Un caso che ha fatto molto discutere e acceso il dibattito anche all'interno dell'ambito medico è stato quello della dottoressa Malgorzata, ginecologa con alle spalle una lunga carriera. L'11 gennaio del 2008 il maggiore quotidiano polacco, Gazeta Wyborcza, porta a conoscenza dell'opinione pubblica l'arresto di un medico ginecologo nella cittadina di Zyrardow. Si tratta della dottoressa Margolzata, appunto, accusata di aver effettuato 26 aborti illegalmente. A denunciarla alla polizia è stata una sua paziente di 26 anni. Secondo quanto riportato nella denuncia, la ragazza, dopo aver scoperto di essere rimasta incinta, ha cercato in tutti i modi di trovare qualcuno che le praticasse l'aborto. Il padre del bambino l'aveva abbandonata e lei si trovava da sola e con altri due bambini malati da crescere con uno stipendio di 900 zloty al mese (circa 250 euro). Era disperata. Dopo una serie di rifiuti da parte di altri ginecologi, a cui aveva proposto di pagare il compenso di 2.500 zloty a rate, la donna si rivolge alla dottoressa Malgorzata, la quale le chiede il motivo di quella decisione e tenta di dissuaderla, senza riuscirci. La 26enne quel giorno paga solo 200 zloty. Il giorno dopo, però, sporge denuncia alla polizia. La ginecologa si dichiara colpevole. Tutte le altre donne a cui ha praticato l'aborto hanno testimoniato in suo favore, dicendo che prima di procedere la dottoressa aveva fatto di tutto per dissuaderle. «Sì sono colpevole - ha detto la ginecologa - ma l'ho fatto secondo la mia coscienza». «Ho praticato l'aborto solo in quei casi in cui la gravidanza rappresentava un alto rischio per la vita delle mie pazienti, o nel caso in cui esse erano in difficoltà economiche ed erano determinate a farlo». La dottoressa Malgozata ha chiesto volontariamente di essere condannata alla pena prevista dalla legge e al pagamento di 15.000 zloty.

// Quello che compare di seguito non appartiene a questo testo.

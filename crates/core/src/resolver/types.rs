use serde::{Deserialize, Serialize};

use crate::links;

/// Bibliographic record returned by a catalog lookup.
#[derive(Debug, Clone, Serialize, Deserialize)]
pub struct CatalogRecord {
    pub title: String,
    /// Author credits in catalog order. Empty when the catalog has none.
    #[serde(default)]
    pub authors: Vec<String>,
    pub year: String,
    pub publisher: String,
    pub description: String,
    #[serde(default, skip_serializing_if = "Option::is_none")]
    pub image: Option<String>,
    pub category: String,
    #[serde(default, skip_serializing_if = "Option::is_none")]
    pub preview_link: Option<String>,
}

impl CatalogRecord {
    /// Placeholder record for a query the catalog could not resolve.
    /// The raw query stands in as the title so downstream display still
    /// has something to show. Never used to seed a synthetic market.
    pub fn fallback(query: &str) -> Self {
        Self {
            title: query.to_string(),
            authors: vec![],
            year: String::new(),
            publisher: "Unknown".to_string(),
            description: "Search Result".to_string(),
            image: None,
            category: "Search".to_string(),
            preview_link: None,
        }
    }

    /// Author credits joined for display, "Unknown" when the catalog had none.
    pub fn author_label(&self) -> String {
        if self.authors.is_empty() {
            "Unknown".to_string()
        } else {
            self.authors.join(", ")
        }
    }

    /// Canonical "title authors" form used by the suggestion heuristic.
    pub fn full_title(&self) -> String {
        format!("{} {}", self.title, self.authors.join(", "))
            .trim()
            .to_string()
    }

    /// Link to a digital copy: preview page when available, archive
    /// full-text search otherwise.
    pub fn read_online_link(&self) -> String {
        links::read_online_url(
            &self.title,
            &self.authors.join(", "),
            self.preview_link.as_deref(),
        )
    }
}

/// Outcome of resolving a raw query against the catalog.
#[derive(Debug, Clone, Copy, PartialEq, Eq, Serialize, Deserialize)]
#[serde(rename_all = "snake_case")]
pub enum Verdict {
    /// Catalog agreed with the query as written.
    Verified,
    /// Catalog returned a plausibly better title.
    Suggestion,
    /// Catalog had no match.
    NotFound,
    /// Catalog was unreachable or returned garbage.
    Unknown,
}

impl Verdict {
    pub fn label(&self) -> &'static str {
        match self {
            Verdict::Verified => "verified",
            Verdict::Suggestion => "suggestion",
            Verdict::NotFound => "not_found",
            Verdict::Unknown => "unknown",
        }
    }
}

/// A query after catalog resolution.
#[derive(Debug, Clone, Serialize, Deserialize)]
pub struct ResolvedBook {
    /// The query as entered.
    pub query: String,
    pub verdict: Verdict,
    /// Better form of the query, present only when `verdict` is Suggestion.
    #[serde(default, skip_serializing_if = "Option::is_none")]
    pub suggestion: Option<String>,
    #[serde(default, skip_serializing_if = "Option::is_none")]
    pub record: Option<CatalogRecord>,
    /// Digital-copy link derived from the matched record.
    #[serde(default, skip_serializing_if = "Option::is_none")]
    pub read_online: Option<String>,
}

impl ResolvedBook {
    /// The term downstream searches should use: the suggestion when one
    /// exists, the original query otherwise.
    pub fn search_term(&self) -> &str {
        self.suggestion.as_deref().unwrap_or(&self.query)
    }

    /// Whether the catalog actually matched the query. A not-found
    /// resolution still carries a placeholder record, so callers that
    /// need a real match must check this rather than `record`.
    pub fn catalog_hit(&self) -> bool {
        matches!(self.verdict, Verdict::Verified | Verdict::Suggestion)
    }
}
//! Table loading integration tests.
//!
//! Covers the JSON-to-INSERT pipeline, identifier validation, and the
//! idempotent clear-and-reload behavior.

use super::common::{load_sample_data, memory_client, write_fixture, REFERENCE_YEAR};
use dorm_report::catalog::ReportKind;
use dorm_report::db::{DatabaseClient, Value};
use dorm_report::loader::{clear_table, load_table};

#[tokio::test]
async fn test_load_populates_tables() {
    let client = memory_client().await;
    let dir = tempfile::tempdir().unwrap();

    load_sample_data(&client, dir.path()).await;

    let rooms = client.fetch("SELECT COUNT(*) FROM rooms", &[]).await.unwrap();
    assert_eq!(rooms.rows[0][0], Value::Int(7));

    // The dangling record is inserted too; it is only excluded from joins
    let students = client
        .fetch("SELECT COUNT(*) FROM students", &[])
        .await
        .unwrap();
    assert_eq!(students.rows[0][0], Value::Int(13));

    client.close().await.unwrap();
}

#[tokio::test]
async fn test_load_returns_record_count() {
    let client = memory_client().await;
    let dir = tempfile::tempdir().unwrap();

    let path = write_fixture(
        dir.path(),
        "rooms.json",
        &serde_json::json!([{"id": 1, "name": "Room A"}, {"id": 2, "name": "Room B"}]),
    );
    let loaded = load_table(&client, &path, "rooms").await.unwrap();
    assert_eq!(loaded, 2);

    client.close().await.unwrap();
}

#[tokio::test]
async fn test_clear_and_reload_is_idempotent() {
    let client = memory_client().await;
    let dir = tempfile::tempdir().unwrap();

    load_sample_data(&client, dir.path()).await;

    let report = ReportKind::Occupancy;
    let sql = report.sql(client.backend());
    let params = report.params(REFERENCE_YEAR);
    let first = client.fetch(&sql, &params).await.unwrap();

    clear_table(&client, "students").await.unwrap();
    clear_table(&client, "rooms").await.unwrap();
    load_sample_data(&client, dir.path()).await;

    let second = client.fetch(&sql, &params).await.unwrap();
    assert_eq!(first.rows, second.rows);

    client.close().await.unwrap();
}

#[tokio::test]
async fn test_values_are_bound_not_inlined() {
    let client = memory_client().await;
    let dir = tempfile::tempdir().unwrap();

    // A name full of SQL-significant characters loads verbatim
    let path = write_fixture(
        dir.path(),
        "rooms.json",
        &serde_json::json!([{"id": 1, "name": "O'Hara\"); DROP TABLE rooms;--"}]),
    );
    load_table(&client, &path, "rooms").await.unwrap();

    let result = client.fetch("SELECT name FROM rooms", &[]).await.unwrap();
    assert_eq!(
        result.rows[0][0],
        Value::String("O'Hara\"); DROP TABLE rooms;--".to_string())
    );

    client.close().await.unwrap();
}

#[tokio::test]
async fn test_load_rejects_malformed_json() {
    let client = memory_client().await;
    let dir = tempfile::tempdir().unwrap();

    let path = dir.path().join("bad.json");
    std::fs::write(&path, "{not json").unwrap();

    let err = load_table(&client, &path, "rooms").await.unwrap_err();
    assert!(err.to_string().contains("Load error"));

    client.close().await.unwrap();
}

#[tokio::test]
async fn test_load_rejects_non_array_root() {
    let client = memory_client().await;
    let dir = tempfile::tempdir().unwrap();

    let path = write_fixture(
        dir.path(),
        "object.json",
        &serde_json::json!({"id": 1, "name": "Room A"}),
    );

    assert!(load_table(&client, &path, "rooms").await.is_err());

    client.close().await.unwrap();
}

#[tokio::test]
async fn test_load_rejects_injection_in_keys() {
    let client = memory_client().await;
    let dir = tempfile::tempdir().unwrap();

    let path = write_fixture(
        dir.path(),
        "evil.json",
        &serde_json::json!([{"id": 1, "name) VALUES (1, 'x'); --": "Room A"}]),
    );

    let err = load_table(&client, &path, "rooms").await.unwrap_err();
    assert!(err.to_string().contains("invalid identifier"));

    client.close().await.unwrap();
}

#[tokio::test]
async fn test_load_missing_file_is_an_error() {
    let client = memory_client().await;

    let err = load_table(&client, std::path::Path::new("/no/such/file.json"), "rooms")
        .await
        .unwrap_err();
    assert!(err.to_string().contains("Load error"));

    client.close().await.unwrap();
}
//! PostgreSQL database client implementation.
//!
//! Provides the `PostgresClient` struct that implements the `DatabaseClient`
//! trait for PostgreSQL databases using sqlx.

use crate::config::ConnectionConfig;
use crate::db::{ColumnInfo, DatabaseBackend, DatabaseClient, QueryResult, Row, Value};
use crate::error::{ReportError, Result};
use async_trait::async_trait;
use chrono::NaiveDate;
use sqlx::postgres::{PgArguments, PgPool, PgPoolOptions, PgRow};
use sqlx::{Column as SqlxColumn, Row as SqlxRow, TypeInfo};
use std::time::{Duration, Instant};
use tracing::{debug, warn};

/// Query timeout in seconds.
const QUERY_TIMEOUT_SECS: u64 = 30;

/// Maximum number of connection retry attempts.
const MAX_RETRY_ATTEMPTS: u32 = 3;

/// Base delay between retry attempts (doubles each retry).
const RETRY_BASE_DELAY_MS: u64 = 500;

/// PostgreSQL database client.
#[derive(Debug)]
pub struct PostgresClient {
    pool: PgPool,
}

impl PostgresClient {
    /// Creates a new PostgresClient from an existing connection pool.
    ///
    /// This is primarily useful for testing.
    #[allow(dead_code)]
    pub fn from_pool(pool: PgPool) -> Self {
        Self { pool }
    }

    /// Connects to the database described by `config`.
    ///
    /// Transient failures (refused, timed out) are retried with exponential
    /// backoff; a final failure is returned as an explicit connection error.
    pub async fn connect(config: &ConnectionConfig) -> Result<Self> {
        let conn_str = config.to_connection_string()?;

        let mut last_error = None;
        let mut delay = Duration::from_millis(RETRY_BASE_DELAY_MS);

        for attempt in 1..=MAX_RETRY_ATTEMPTS {
            debug!("Connection attempt {} of {}", attempt, MAX_RETRY_ATTEMPTS);

            let result = PgPoolOptions::new()
                .max_connections(2)
                .acquire_timeout(Duration::from_secs(10))
                .connect(&conn_str)
                .await;

            match result {
                Ok(pool) => {
                    debug!("Successfully connected to database");
                    return Ok(Self { pool });
                }
                Err(e) => {
                    let is_transient = is_transient_error(&e);
                    last_error = Some(e);

                    if attempt < MAX_RETRY_ATTEMPTS && is_transient {
                        warn!(
                            "Connection attempt {} failed (transient error), retrying in {:?}",
                            attempt, delay
                        );
                        tokio::time::sleep(delay).await;
                        delay *= 2; // Exponential backoff
                    }
                }
            }
        }

        // All retries exhausted
        Err(map_connection_error(
            last_error.expect("at least one attempt was made"),
            config,
        ))
    }
}

#[async_trait]
impl DatabaseClient for PostgresClient {
    fn backend(&self) -> DatabaseBackend {
        DatabaseBackend::Postgres
    }

    async fn fetch(&self, sql: &str, params: &[Value]) -> Result<QueryResult> {
        let start = Instant::now();

        let result = tokio::time::timeout(
            Duration::from_secs(QUERY_TIMEOUT_SECS),
            bind_params(sqlx::query(sql), params).fetch_all(&self.pool),
        )
        .await
        .map_err(|_| {
            ReportError::query(format!(
                "Query timed out after {QUERY_TIMEOUT_SECS} seconds"
            ))
        })?
        .map_err(|e| ReportError::query(format_query_error(e)))?;

        let execution_time = start.elapsed();

        let columns: Vec<ColumnInfo> = result
            .first()
            .map(|first_row| {
                first_row
                    .columns()
                    .iter()
                    .map(|col| ColumnInfo::new(col.name(), col.type_info().name()))
                    .collect()
            })
            .unwrap_or_default();

        let rows: Vec<Row> = result.iter().map(convert_row).collect();
        let row_count = rows.len();

        Ok(QueryResult {
            columns,
            rows,
            execution_time,
            row_count,
        })
    }

    async fn execute(&self, sql: &str, params: &[Value]) -> Result<u64> {
        let result = tokio::time::timeout(
            Duration::from_secs(QUERY_TIMEOUT_SECS),
            bind_params(sqlx::query(sql), params).execute(&self.pool),
        )
        .await
        .map_err(|_| {
            ReportError::query(format!(
                "Statement timed out after {QUERY_TIMEOUT_SECS} seconds"
            ))
        })?
        .map_err(|e| ReportError::query(format_query_error(e)))?;

        Ok(result.rows_affected())
    }

    async fn close(&self) -> Result<()> {
        self.pool.close().await;
        Ok(())
    }
}

/// Binds a slice of [`Value`] parameters onto a query, by type.
fn bind_params<'q>(
    query: sqlx::query::Query<'q, sqlx::Postgres, PgArguments>,
    params: &[Value],
) -> sqlx::query::Query<'q, sqlx::Postgres, PgArguments> {
    let mut query = query;
    for param in params {
        query = match param {
            Value::Null => query.bind(Option::<String>::None),
            Value::Bool(b) => query.bind(*b),
            Value::Int(i) => query.bind(*i),
            Value::Float(f) => query.bind(*f),
            Value::String(s) => query.bind(s.clone()),
            Value::Date(d) => query.bind(*d),
        };
    }
    query
}

/// Converts a sqlx PgRow to our Row type.
fn convert_row(row: &PgRow) -> Row {
    row.columns()
        .iter()
        .enumerate()
        .map(|(i, col)| convert_value(row, i, col.type_info().name()))
        .collect()
}

/// Converts a single column value from a PgRow to our Value type.
fn convert_value(row: &PgRow, index: usize, type_name: &str) -> Value {
    match type_name.to_uppercase().as_str() {
        "BOOL" | "BOOLEAN" => row
            .try_get::<Option<bool>, _>(index)
            .ok()
            .flatten()
            .map(Value::Bool)
            .unwrap_or(Value::Null),

        "INT2" | "SMALLINT" => row
            .try_get::<Option<i16>, _>(index)
            .ok()
            .flatten()
            .map(|v| Value::Int(v as i64))
            .unwrap_or(Value::Null),

        "INT4" | "INT" | "INTEGER" => row
            .try_get::<Option<i32>, _>(index)
            .ok()
            .flatten()
            .map(|v| Value::Int(v as i64))
            .unwrap_or(Value::Null),

        "INT8" | "BIGINT" => row
            .try_get::<Option<i64>, _>(index)
            .ok()
            .flatten()
            .map(Value::Int)
            .unwrap_or(Value::Null),

        "FLOAT4" | "REAL" => row
            .try_get::<Option<f32>, _>(index)
            .ok()
            .flatten()
            .map(|v| Value::Float(v as f64))
            .unwrap_or(Value::Null),

        "FLOAT8" | "DOUBLE PRECISION" => row
            .try_get::<Option<f64>, _>(index)
            .ok()
            .flatten()
            .map(Value::Float)
            .unwrap_or(Value::Null),

        "DATE" => row
            .try_get::<Option<NaiveDate>, _>(index)
            .ok()
            .flatten()
            .map(Value::Date)
            .unwrap_or(Value::Null),

        // For all other types, try to get as string
        _ => row
            .try_get::<Option<String>, _>(index)
            .ok()
            .flatten()
            .map(Value::String)
            .unwrap_or(Value::Null),
    }
}

/// Determines if an error is transient and worth retrying.
fn is_transient_error(error: &sqlx::Error) -> bool {
    let error_str = error.to_string().to_lowercase();

    // Connection refused or timeout are often transient
    if error_str.contains("connection refused")
        || error_str.contains("timed out")
        || error_str.contains("timeout")
        || error_str.contains("temporarily unavailable")
        || error_str.contains("connection reset")
        || error_str.contains("broken pipe")
    {
        return true;
    }

    // Authentication and database-not-found errors are not transient
    false
}

/// Maps sqlx connection errors to user-friendly messages.
fn map_connection_error(error: sqlx::Error, config: &ConnectionConfig) -> ReportError {
    let host = config.host.as_deref().unwrap_or("localhost");
    let port = config.port;
    let user = config.user.as_deref().unwrap_or("unknown");
    let database = config.database.as_deref().unwrap_or("unknown");

    let error_str = error.to_string().to_lowercase();

    if error_str.contains("connection refused") || error_str.contains("could not connect") {
        ReportError::connection(format!(
            "Cannot connect to {host}:{port}. Check that the server is running."
        ))
    } else if error_str.contains("password authentication failed")
        || error_str.contains("authentication failed")
    {
        ReportError::connection(format!(
            "Authentication failed for user '{user}'. Check your credentials."
        ))
    } else if error_str.contains("does not exist") && error_str.contains("database") {
        ReportError::connection(format!("Database '{database}' does not exist."))
    } else if error_str.contains("ssl") || error_str.contains("tls") {
        ReportError::connection(
            "Server requires SSL. Add '?sslmode=require' to connection string.".to_string(),
        )
    } else if error_str.contains("timed out") || error_str.contains("timeout") {
        ReportError::connection(format!(
            "Connection to {host}:{port} timed out. The server may be overloaded or unreachable."
        ))
    } else {
        ReportError::connection(error.to_string())
    }
}

/// Formats a query error with detail and hint if available.
fn format_query_error(error: sqlx::Error) -> String {
    let error_str = error.to_string();

    let mut result = String::new();

    if let Some(db_error) = error.as_database_error() {
        result.push_str("ERROR: ");
        result.push_str(db_error.message());

        if let Some(pg_error) = db_error.try_downcast_ref::<sqlx::postgres::PgDatabaseError>() {
            if let Some(detail) = pg_error.detail() {
                result.push_str("\n  DETAIL: ");
                result.push_str(detail);
            }

            if let Some(hint) = pg_error.hint() {
                result.push_str("\n  HINT: ");
                result.push_str(hint);
            }

            if let Some(table) = pg_error.table() {
                result.push_str("\n  TABLE: ");
                result.push_str(table);
            }

            if let Some(column) = pg_error.column() {
                result.push_str("\n  COLUMN: ");
                result.push_str(column);
            }
        }
    } else {
        result = error_str;
    }

    result
}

Quanto alla politica, in Polonia non si muove foglia sull'argomento a meno che non sia la Chiesa a parlarne. Nessuno dei partiti dell'arco costituzionale vuole prendere una posizione contraria nei confronti della legge attuale. Una sudditanza che schiaccia l'autonomia della politica dalla religione e costringe le donne all'umiliazione e alla gogna sociale. Quando, se e come cambieranno le cose da queste parti, per adesso non è dato saperlo. L'associazione che più di tutte si sta battendo per i diritti delle donne in Polonia e il cambiamento della «legge per la protezione dell'embrione umano» è la Federazione Polacca per le Donne. Sono molte le battaglie portate avanti, ma quella più importante da combattere è contro l'indifferenza.